Recognize your triggers and responses
When it comes to stress, knowing yourself is half the battle. Understanding what causes you stress and how you normally react to it can help you prevent serious scenarios.
“Try keeping a stress diary that details how your body and mind tend to react when you are experiencing stress,” suggests Poon. “With this knowledge, you can begin to nip some of the symptoms if you notice them beginning to arise.”
Have a support system in place
If you regularly find yourself forgetting to eat and losing a concerning amount of weight when you’re stressed, work on building a support team of friends and professionals you can turn to when you see yourself slipping into these patterns.
You can also check out mental health resources like these for support:
- Mindshift is an app that includes guided meditations and a journaling feature to track your emotions.
- SAM is an app built to help you manage your stress and even offers an option to share your experiences with the app’s community confidentially.
- If you need to talk to someone, you can reach out to a crisis hotline. Can’t call?
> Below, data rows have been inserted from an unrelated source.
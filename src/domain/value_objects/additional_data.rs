//! Typed "additional data" section of a character record
//!
//! Holds the loosely related extras a sheet collects over time: unlocked
//! subclass tiers, background and connection answers, and experiences.
//! Updates merge whole named sections so that writing one section never
//! clobbers another.

use std::collections::{BTreeMap, BTreeSet};

use serde::{Deserialize, Serialize};

use super::SubclassTier;

/// A narrative experience with its roll bonus
#[derive(Debug, Clone, PartialEq, Eq, Serialize, Deserialize)]
pub struct Experience {
    pub name: String,
    pub bonus: i8,
}

impl Experience {
    pub fn new(name: impl Into<String>, bonus: i8) -> Self {
        Self {
            name: name.into(),
            bonus,
        }
    }
}

#[derive(Debug, Clone, Default, PartialEq, Eq, Serialize, Deserialize)]
pub struct AdditionalData {
    #[serde(default)]
    pub unlocked_tiers: BTreeSet<SubclassTier>,
    #[serde(default)]
    pub background_answers: BTreeMap<String, String>,
    #[serde(default)]
    pub connection_answers: BTreeMap<String, String>,
    #[serde(default)]
    pub experiences: Vec<Experience>,
}

impl AdditionalData {
    /// Whether a tier's features are active. Foundation always is.
    pub fn is_unlocked(&self, tier: SubclassTier) -> bool {
        !tier.requires_unlock() || self.unlocked_tiers.contains(&tier)
    }

    pub fn unlock(&mut self, tier: SubclassTier) {
        if tier.requires_unlock() {
            self.unlocked_tiers.insert(tier);
        }
    }

    /// Merge a partial update section by section
    pub fn apply(&mut self, patch: AdditionalDataPatch) {
        if let Some(tiers) = patch.unlocked_tiers {
            self.unlocked_tiers = tiers.into_iter().filter(|t| t.requires_unlock()).collect();
        }
        if let Some(answers) = patch.background_answers {
            merge_answers(&mut self.background_answers, answers);
        }
        if let Some(answers) = patch.connection_answers {
            merge_answers(&mut self.connection_answers, answers);
        }
        if let Some(experiences) = patch.experiences {
            self.experiences = experiences;
        }
    }
}

/// An empty answer removes the question's entry.
fn merge_answers(target: &mut BTreeMap<String, String>, answers: BTreeMap<String, String>) {
    for (question, answer) in answers {
        if answer.trim().is_empty() {
            target.remove(&question);
        } else {
            target.insert(question, answer);
        }
    }
}

/// Partial update of [`AdditionalData`]; `None` leaves a section untouched
#[derive(Debug, Clone, Default, PartialEq, Eq, Serialize, Deserialize)]
pub struct AdditionalDataPatch {
    #[serde(default, skip_serializing_if = "Option::is_none")]
    pub unlocked_tiers: Option<BTreeSet<SubclassTier>>,
    #[serde(default, skip_serializing_if = "Option::is_none")]
    pub background_answers: Option<BTreeMap<String, String>>,
    #[serde(default, skip_serializing_if = "Option::is_none")]
    pub connection_answers: Option<BTreeMap<String, String>>,
    #[serde(default, skip_serializing_if = "Option::is_none")]
    pub experiences: Option<Vec<Experience>>,
}

impl AdditionalDataPatch {
    /// Combine with a later patch. Answer maps union with the later value
    /// winning per key; whole sections are replaced.
    pub fn merge(mut self, newer: AdditionalDataPatch) -> Self {
        if newer.unlocked_tiers.is_some() {
            self.unlocked_tiers = newer.unlocked_tiers;
        }
        self.background_answers = merge_maps(self.background_answers, newer.background_answers);
        self.connection_answers = merge_maps(self.connection_answers, newer.connection_answers);
        if newer.experiences.is_some() {
            self.experiences = newer.experiences;
        }
        self
    }
}

fn merge_maps(
    older: Option<BTreeMap<String, String>>,
    newer: Option<BTreeMap<String, String>>,
) -> Option<BTreeMap<String, String>> {
    match (older, newer) {
        (Some(mut older), Some(newer)) => {
            older.extend(newer);
            Some(older)
        }
        (older, None) => older,
        (None, newer) => newer,
    }
}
You can text HELLO to 741741 to reach the Crisis Text Line.
Sometimes, stress weight loss resolves itself. “If you are experiencing stress-related weight loss but are still eating nourishing meals, [you] understand what is causing you to experience stress, and [you] see an end to your stressors in sight, you might not need to worry about it too much,” says Poon.
On the flip side, if you’re not sure why you’re losing weight, you aren’t eating enough or drinking enough water, or you’re experiencing extreme stress, possibly due to something like a loss or trauma, she says it might be a good idea to seek professional help.
“It wouldn’t hurt to chat with your doctor or mental health practitioner,” says Poon. “I would say that it becomes essential to visit your doctor or practitioner if your stress-related weight loss is out of the ordinary for you, if you have stopped eating nourishing meals, or if your stress feels overwhelming.”
Stress-related weight loss is common, whether it’s due to missed meals, digestive issues, or using intense physical activity as a coping mechanism.
By learning to manage stress through meditation, building a support system, and making sure you’re eating nourishing meals regularly, you can keep stress weight loss at bay.